O Brasil não é uma exceção.

A Quarta Onda da Globalização traz problemas fortemente marcados pela capacidade destas naves-Estado em enfrentar as forças das ondas destes novos mares. Aquilo que antes era um eficaz e seguro instrumento de transporte através destes oceanos, agora demonstra suas fragilidades.

Não obstante, o caso do mar brasileiro, que é onde concento os esforços de observações e questionamentos, demonstra ainda agravantes que decorrem da fragilização provocada por sérias avarias estruturais e simbólicas, se é que podemos separá-las.

Se, antes dos Estados-Nação modernos, havia a sobreposição entre duas demarcações, tais como cultura e território, o que proporcionava algumas facilidades para análises deste tipo – basta lembrar dos estudos de Malinóvski nas ilhas da Micronésia, onde graças a certos isolamentos, era possível demarcar, recortar unidades de análise mensurados pelos limites, pelas fronteiras dos territórios, que também coincidiam com os das culturas – hoje, esta tarefa exige movimentos cada vez mais ousados no trânsito entre o local e o global, entre o estrutural e o simbólico.

No caso brasileiro, além da rica e, às vezes, perversa diversidade, sobretudo quando ela é marcada fortemente por desigualdades sociais, precisamos estar sempre mergulhando nos mares de fora e de dentro, e suas constantes influências.

Pensar o Estado brasileiro apenas pelo fenômeno global da fragilização provocada pela quarta onda globalizante, me parece pouco.
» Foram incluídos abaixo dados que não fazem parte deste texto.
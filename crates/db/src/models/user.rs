//! User entity model and DTOs.
//!
//! Identity management is owned by the surrounding platform; the engine only
//! consumes a user's role and active flag, plus the credential fields the
//! login endpoint needs.

use kerbside_core::types::{DbId, Timestamp};
use serde::{Deserialize, Serialize};
use sqlx::FromRow;
use validator::Validate;

/// Full user row from the `users` table, with the role name resolved.
///
/// Contains the password hash -- NEVER serialize this to API responses
/// directly. Use [`UserResponse`] for external-facing output.
#[derive(Debug, Clone, FromRow)]
pub struct User {
    pub id: DbId,
    pub email: String,
    pub password_hash: String,
    pub role_id: i16,
    /// Resolved role name (e.g. `"admin"`, `"agent"`, `"customer"`).
    pub role: String,
    pub is_active: bool,
    pub created_at: Timestamp,
    pub updated_at: Timestamp,
}

/// Safe user representation for API responses (no password hash).
#[derive(Debug, Clone, Serialize)]
pub struct UserResponse {
    pub id: DbId,
    pub email: String,
    pub role: String,
    pub is_active: bool,
    pub created_at: Timestamp,
}

impl From<User> for UserResponse {
    fn from(user: User) -> Self {
        Self {
            id: user.id,
            email: user.email,
            role: user.role,
            is_active: user.is_active,
            created_at: user.created_at,
        }
    }
}

/// DTO for `POST /auth/login`.
#[derive(Debug, Deserialize, Validate)]
pub struct LoginRequest {
    #[validate(email)]
    pub email: String,
    #[validate(length(min = 1))]
    pub password: String,
}
use axum::routing::{get, post, put};
use axum::Router;

use crate::handlers::vehicles;
use crate::state::AppState;

/// Routes mounted at `/vehicles`.
///
/// ```text
/// POST   /                    create
/// GET    /{id}                get_by_id
/// PUT    /{id}                update
/// DELETE /{id}                delete
/// GET    /{id}/availability   availability
/// PUT    /{id}/status         set_status
/// ```
pub fn router() -> Router<AppState> {
    Router::new()
        .route("/", post(vehicles::create))
        .route(
            "/{id}",
            get(vehicles::get_by_id)
                .put(vehicles::update)
                .delete(vehicles::delete),
        )
        .route("/{id}/availability", get(vehicles::availability))
        .route("/{id}/status", put(vehicles::set_status))
}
Aqui, fatos recentes tem afirmado cada vez mais certas singularidades em nosso frágil – o nosso frágil é singular?

Dois aspectos se tornam de extrema relevância nessa abordagem:

O primeiro diz respeito ao fenômeno da crescente mercantilização de tudo. O mercado passa a aferir as importâncias das criações, elaborações, projetos de vida, realizações. São os instrumentos oferecidos pelo mercado que estão sendo difundidos para medir o grau das importâncias, mas serão estes os únicos?

Este primeiro problema está alastrado por toda uma simbolização do Estado e seus valores em nossos cotidianos. As manifestações artísticas e os imaginários estão imersos nesta problemática e em sua atualidade. Avaliamos como sendo de extrema riqueza buscar no cotidiano as influências trazidas pela crescente mercantilização de tudo e, sobretudo, nas significativas alterações trazidas por elas.
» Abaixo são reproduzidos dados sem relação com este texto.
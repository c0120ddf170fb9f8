//! JWT-based authentication extractor for Axum handlers.

use axum::extract::FromRequestParts;
use axum::http::request::Parts;
use kerbside_core::error::CoreError;
use kerbside_core::types::DbId;

use crate::auth::jwt::validate_token;
use crate::error::AppError;
use crate::state::AppState;

/// Authenticated user extracted from a JWT Bearer token in the
/// `Authorization` header.
///
/// Use this as an extractor parameter in any handler that requires
/// authentication:
///
/// ```ignore
/// async fn my_handler(user: AuthUser) -> AppResult<Json<()>> {
///     tracing::info!(user_id = user.user_id, role = %user.role, "handling request");
///     Ok(Json(()))
/// }
/// ```
#[derive(Debug, Clone)]
pub struct AuthUser {
    /// The user's internal database id (from `claims.sub`).
    pub user_id: DbId,
    /// The user's role name (e.g. `"admin"`, `"agent"`, `"customer"`).
    pub role: String,
}

impl FromRequestParts<AppState> for AuthUser {
    type Rejection = AppError;

    async fn from_request_parts(
        parts: &mut Parts,
        state: &AppState,
    ) -> Result<Self, Self::Rejection> {
        let auth_header = parts
            .headers
            .get("authorization")
            .and_then(|v| v.to_str().ok())
            .ok_or_else(|| {
                AppError::Core(CoreError::Unauthorized(
                    "Missing Authorization header".into(),
                ))
            })?;

        let token = auth_header.strip_prefix("Bearer ").ok_or_else(|| {
            AppError::Core(CoreError::Unauthorized(
                "Invalid Authorization format. Expected: Bearer <token>".into(),
            ))
        })?;

        let claims = validate_token(token, &state.config.jwt).map_err(|_| {
            AppError::Core(CoreError::Unauthorized("Invalid or expired token".into()))
        })?;

        Ok(AuthUser {
            user_id: claims.sub,
            role: claims.role,
        })
    }
}
//! Handlers for the booking lifecycle.
//!
//! The engine itself (repositories + core rules) enforces the guards; these
//! handlers resolve who the renter is, invoke the engine, and fire the
//! post-commit notification.

use axum::extract::{Path, State};
use axum::http::StatusCode;
use axum::response::IntoResponse;
use axum::Json;
use kerbside_core::error::CoreError;
use kerbside_core::roles::is_staff;
use kerbside_core::types::DbId;
use kerbside_db::models::booking::{Booking, BookingResponse, CreateBooking};
use kerbside_db::models::status::BookingStatus;
use kerbside_db::repositories::{BookingRepo, UserRepo};
use validator::Validate;

use crate::error::{AppError, AppResult};
use crate::middleware::auth::AuthUser;
use crate::notifications::dispatch_confirmation;
use crate::response::DataResponse;
use crate::state::AppState;

/// Resolve the renter for a create request.
///
/// Plain requests book for the caller. When `customer_id` names someone
/// else, the caller must be staff and the customer must be an active
/// account (booking on a customer's behalf at the rental desk).
async fn resolve_renter(
    state: &AppState,
    actor: &AuthUser,
    customer_id: Option<DbId>,
) -> Result<DbId, AppError> {
    let customer_id = match customer_id {
        Some(id) if id != actor.user_id => id,
        _ => return Ok(actor.user_id),
    };

    if !is_staff(&actor.role) {
        return Err(AppError::Core(CoreError::Forbidden(
            "Agent or admin role required to book on behalf of a customer".into(),
        )));
    }

    let customer = UserRepo::find_by_id(&state.pool, customer_id)
        .await?
        .ok_or(AppError::Core(CoreError::NotFound {
            entity: "User",
            id: customer_id,
        }))?;

    if !customer.is_active {
        return Err(AppError::Core(CoreError::Validation(format!(
            "customer account {customer_id} is deactivated"
        ))));
    }

    Ok(customer.id)
}

/// Reject unless the actor rented the booking or is staff.
fn ensure_renter_or_staff(booking: &Booking, user: &AuthUser) -> Result<(), AppError> {
    if booking.user_id == user.user_id || is_staff(&user.role) {
        Ok(())
    } else {
        Err(AppError::Core(CoreError::Forbidden(
            "Only the renter or staff may view this booking".into(),
        )))
    }
}

/// POST /api/v1/bookings
///
/// Create a booking in state PENDING. The engine validates dates, vehicle
/// eligibility, and interval overlap atomically per vehicle.
pub async fn create(
    user: AuthUser,
    State(state): State<AppState>,
    Json(input): Json<CreateBooking>,
) -> AppResult<impl IntoResponse> {
    input.validate()?;

    let renter_id = resolve_renter(&state, &user, input.customer_id).await?;

    let booking =
        BookingRepo::create(&state.pool, renter_id, &input, &state.config.booking_policy).await?;

    tracing::info!(
        user_id = user.user_id,
        renter_id,
        booking_id = booking.id,
        vehicle_id = booking.vehicle_id,
        total_price = %booking.total_price,
        "Booking created"
    );

    Ok((
        StatusCode::CREATED,
        Json(DataResponse {
            data: BookingResponse::from(booking),
        }),
    ))
}

/// GET /api/v1/bookings/{id}
pub async fn get_by_id(
    user: AuthUser,
    State(state): State<AppState>,
    Path(booking_id): Path<DbId>,
) -> AppResult<impl IntoResponse> {
    let booking = BookingRepo::find_by_id(&state.pool, booking_id)
        .await?
        .ok_or(AppError::Core(CoreError::NotFound {
            entity: "Booking",
            id: booking_id,
        }))?;

    ensure_renter_or_staff(&booking, &user)?;

    Ok(Json(DataResponse {
        data: BookingResponse::from(booking),
    }))
}

/// POST /api/v1/bookings/{id}/confirm
///
/// PENDING -> CONFIRMED. The confirmation notification is dispatched after
/// the transaction commits and never blocks the response.
pub async fn confirm(
    user: AuthUser,
    State(state): State<AppState>,
    Path(booking_id): Path<DbId>,
) -> AppResult<impl IntoResponse> {
    let booking = BookingRepo::transition(
        &state.pool,
        user.user_id,
        &user.role,
        booking_id,
        BookingStatus::Confirmed,
    )
    .await?;

    dispatch_confirmation(state.notifier.clone(), booking.clone());

    tracing::info!(user_id = user.user_id, booking_id, "Booking confirmed");

    Ok(Json(DataResponse {
        data: BookingResponse::from(booking),
    }))
}

/// POST /api/v1/bookings/{id}/activate
///
/// CONFIRMED -> ACTIVE (vehicle handed over).
pub async fn activate(
    user: AuthUser,
    State(state): State<AppState>,
    Path(booking_id): Path<DbId>,
) -> AppResult<impl IntoResponse> {
    let booking = BookingRepo::transition(
        &state.pool,
        user.user_id,
        &user.role,
        booking_id,
        BookingStatus::Active,
    )
    .await?;

    tracing::info!(user_id = user.user_id, booking_id, "Booking activated");

    Ok(Json(DataResponse {
        data: BookingResponse::from(booking),
    }))
}

/// POST /api/v1/bookings/{id}/complete
///
/// ACTIVE -> COMPLETED (vehicle returned).
pub async fn complete(
    user: AuthUser,
    State(state): State<AppState>,
    Path(booking_id): Path<DbId>,
) -> AppResult<impl IntoResponse> {
    let booking = BookingRepo::transition(
        &state.pool,
        user.user_id,
        &user.role,
        booking_id,
        BookingStatus::Completed,
    )
    .await?;

    tracing::info!(user_id = user.user_id, booking_id, "Booking completed");

    Ok(Json(DataResponse {
        data: BookingResponse::from(booking),
    }))
}

/// POST /api/v1/bookings/{id}/cancel
///
/// Renter or staff; legal from PENDING or CONFIRMED only.
pub async fn cancel(
    user: AuthUser,
    State(state): State<AppState>,
    Path(booking_id): Path<DbId>,
) -> AppResult<impl IntoResponse> {
    let booking =
        BookingRepo::cancel(&state.pool, user.user_id, &user.role, booking_id).await?;

    tracing::info!(user_id = user.user_id, booking_id, "Booking cancelled");

    Ok(Json(DataResponse {
        data: BookingResponse::from(booking),
    }))
}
O segundo aspecto é, ao mesmo tempo, mais interstício, embora não fique restrito a suas características estruturais e está diretamente relacionado com a mercantilização de certos valores referentes à política e as ideologias.
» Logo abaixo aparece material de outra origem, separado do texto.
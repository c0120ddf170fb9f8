use std::sync::Arc;

use crate::config::ServerConfig;
use crate::notifications::Notifier;

/// Shared application state available to all Axum handlers via `State<AppState>`.
///
/// This is cheaply cloneable (inner data is behind `Arc` or is already `Clone`).
#[derive(Clone)]
pub struct AppState {
    /// Database connection pool.
    pub pool: kerbside_db::DbPool,
    /// Server configuration.
    pub config: Arc<ServerConfig>,
    /// Confirmation notification sink. Dispatch runs off the critical path.
    pub notifier: Arc<dyn Notifier>,
}
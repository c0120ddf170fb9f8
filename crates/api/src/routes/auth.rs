use axum::routing::post;
use axum::Router;

use crate::handlers::auth;
use crate::state::AppState;

/// Routes mounted at `/auth`.
pub fn router() -> Router<AppState> {
    Router::new().route("/login", post(auth::login))
}
//! Domain model structs and DTOs.
//!
//! Each submodule contains:
//! - A `FromRow` entity struct matching the database row
//! - A `Deserialize` create DTO for inserts (validator-derived field checks)
//! - A `Serialize` response struct resolving status ids to their wire names

pub mod booking;
pub mod review;
pub mod status;
pub mod user;
pub mod vehicle;
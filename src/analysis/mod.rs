//! Text analysis: cleaning, segmentation, and filtering.
//!
//! An [`Analyzer`] turns the raw text of one document into its
//! [`TermFrequency`]:
//! raw text -> [`Tokenizer`] -> [`StopwordFilter`] -> counts.

pub mod segmenter;
pub mod stop;
pub mod tokenizer;

use crate::vectorizer::term::TermFrequency;

pub use segmenter::{LinderaSegmenter, MaxMatchSegmenter, Segmenter, WhitespaceSegmenter};
pub use stop::StopwordFilter;
pub use tokenizer::Tokenizer;

/// Tokenizer and stopword filter applied together.
#[derive(Debug)]
pub struct Analyzer {
    tokenizer: Tokenizer,
    filter: StopwordFilter,
}

impl Analyzer {
    pub fn new(tokenizer: Tokenizer, filter: StopwordFilter) -> Self {
        Self { tokenizer, filter }
    }

    /// Surviving terms of `text`, in text order
    pub fn terms(&self, text: &str) -> Vec<String> {
        self.filter.filter(self.tokenizer.tokenize(text))
    }

    /// Raw term counts of `text`
    pub fn analyze(&self, text: &str) -> TermFrequency {
        let terms = self.terms(text);
        TermFrequency::from(&terms[..])
    }

    pub fn tokenizer(&self) -> &Tokenizer {
        &self.tokenizer
    }

    pub fn filter(&self) -> &StopwordFilter {
        &self.filter
    }
}
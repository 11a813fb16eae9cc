//! Error types for the tfidf-cloud pipeline.
//!
//! Every fallible operation returns [`Result`], whose error is the single
//! [`Error`] enum below. Variants carry the path involved so that log lines
//! point at the file that caused them.

use std::io;
use std::path::{Path, PathBuf};

use thiserror::Error;

/// The main error type for tfidf-cloud operations.
#[derive(Error, Debug)]
pub enum Error {
    /// I/O failure on a specific file or directory
    #[error("I/O error on {path}: {source}")]
    Io {
        path: PathBuf,
        #[source]
        source: io::Error,
    },

    /// The stopword list could not be loaded
    #[error("cannot load stopwords from {path}: {source}")]
    Stopwords {
        path: PathBuf,
        #[source]
        source: io::Error,
    },

    /// The segmentation dictionary could not be loaded
    #[error("cannot load dictionary from {path}: {source}")]
    Dictionary {
        path: PathBuf,
        #[source]
        source: io::Error,
    },

    /// Configuration file could not be parsed
    #[error("invalid configuration in {path}: {source}")]
    Config {
        path: PathBuf,
        #[source]
        source: serde_json::Error,
    },

    /// Invalid regex pattern in the text cleaner
    #[error("Regex error: {0}")]
    Regex(#[from] regex::Error),

    /// The morphological analyzer could not be set up
    #[error("Analysis error: {0}")]
    Analysis(String),

    /// A rendering asset (font) is missing
    #[error("missing rendering asset: {0}")]
    MissingAsset(PathBuf),

    /// Rendering failed for another reason
    #[error("Render error: {0}")]
    Render(String),

    /// Corpus statistics were fed inconsistent counts
    #[error("Invariant violated: {0}")]
    Invariant(String),
}

/// Result type alias for operations that may fail with [`Error`].
pub type Result<T> = std::result::Result<T, Error>;

impl Error {
    /// Wrap an I/O error with the path it happened on.
    pub fn io<P: AsRef<Path>>(path: P, source: io::Error) -> Self {
        Error::Io {
            path: path.as_ref().to_path_buf(),
            source,
        }
    }

    /// Create a new analysis error.
    pub fn analysis<S: Into<String>>(msg: S) -> Self {
        Error::Analysis(msg.into())
    }

    /// Create a new render error.
    pub fn render<S: Into<String>>(msg: S) -> Self {
        Error::Render(msg.into())
    }

    /// Create a new invariant error.
    pub fn invariant<S: Into<String>>(msg: S) -> Self {
        Error::Invariant(msg.into())
    }
}
//! Text cleaning and segmentation.

use regex::Regex;

use crate::analysis::segmenter::Segmenter;
use crate::error::Result;

/// File-path annotations left in the corpus by the tool that exported it.
const ANNOTATION_PATTERN: &str = r"// filepath:.*";

/// Any run of characters outside the CJK Unified Ideographs range U+4E00..=U+9FA5.
const FOREIGN_RUN_PATTERN: &str = r"[^\x{4E00}-\x{9FA5}]+";

/// Cleans raw document text and hands it to a [`Segmenter`].
///
/// Cleaning removes file-path annotations, then replaces every run of
/// non-Chinese characters (punctuation, digits, Latin letters, newlines)
/// with one space so no term can span a script boundary.
pub struct Tokenizer {
    annotation: Regex,
    foreign_run: Regex,
    segmenter: Box<dyn Segmenter>,
}

impl Tokenizer {
    pub fn new(segmenter: Box<dyn Segmenter>) -> Result<Self> {
        Ok(Self {
            annotation: Regex::new(ANNOTATION_PATTERN)?,
            foreign_run: Regex::new(FOREIGN_RUN_PATTERN)?,
            segmenter,
        })
    }

    /// Name of the underlying segmenter
    pub fn segmenter_name(&self) -> &'static str {
        self.segmenter.name()
    }

    /// Strip annotations and non-Chinese runs
    pub fn clean(&self, text: &str) -> String {
        let without_annotations = self.annotation.replace_all(text, "");
        self.foreign_run
            .replace_all(&without_annotations, " ")
            .into_owned()
    }

    /// Clean and segment `text` into candidate terms
    /// Empty or all-noise text gives an empty vector.
    pub fn tokenize(&self, text: &str) -> Vec<String> {
        let cleaned = self.clean(text);
        self.segmenter
            .segment(&cleaned)
            .into_iter()
            .filter(|term| !term.trim().is_empty())
            .map(str::to_string)
            .collect()
    }
}

impl std::fmt::Debug for Tokenizer {
    fn fmt(&self, f: &mut std::fmt::Formatter<'_>) -> std::fmt::Result {
        f.debug_struct("Tokenizer")
            .field("segmenter", &self.segmenter.name())
            .finish()
    }
}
As recentes crises, largamente propagadas e advindas de relações estabelecidas entre a política e o mercado, ou a aspectos de mercantilização do político e do ideológico, apontam para a necessidade de debatermos para além das estruturas do Estado, e nos voltarmos, também, para os seus impactos nos imaginários nacionais, irmos buscar, também, nas noções de Nação, instrumentos para pensar o Estado nacional e as agruras para sua travessia no mar desta primeira década do século.

Mas, afinal, porque tudo isso… o que quero dizer com isso?…

O que tenho para dizer é que cada cultura prolifera em suas margens. São como bolhas no pântano, sois que explodem e se apagam na superfície da sociedade. No imaginário oficial são exceções ou marginalismo. A ideologia proprietária isola o criador ou a obra. Mas eles germinam e o modelo aristocrático e museográfico se faz cego, pois esse modelo(aristocrático e museográfico) tem como origem um luto, os valores são os mortos mais do que os vivos, a apologia do !não perecível”. Porém, a criação é perecível, ela passa, pois é ato.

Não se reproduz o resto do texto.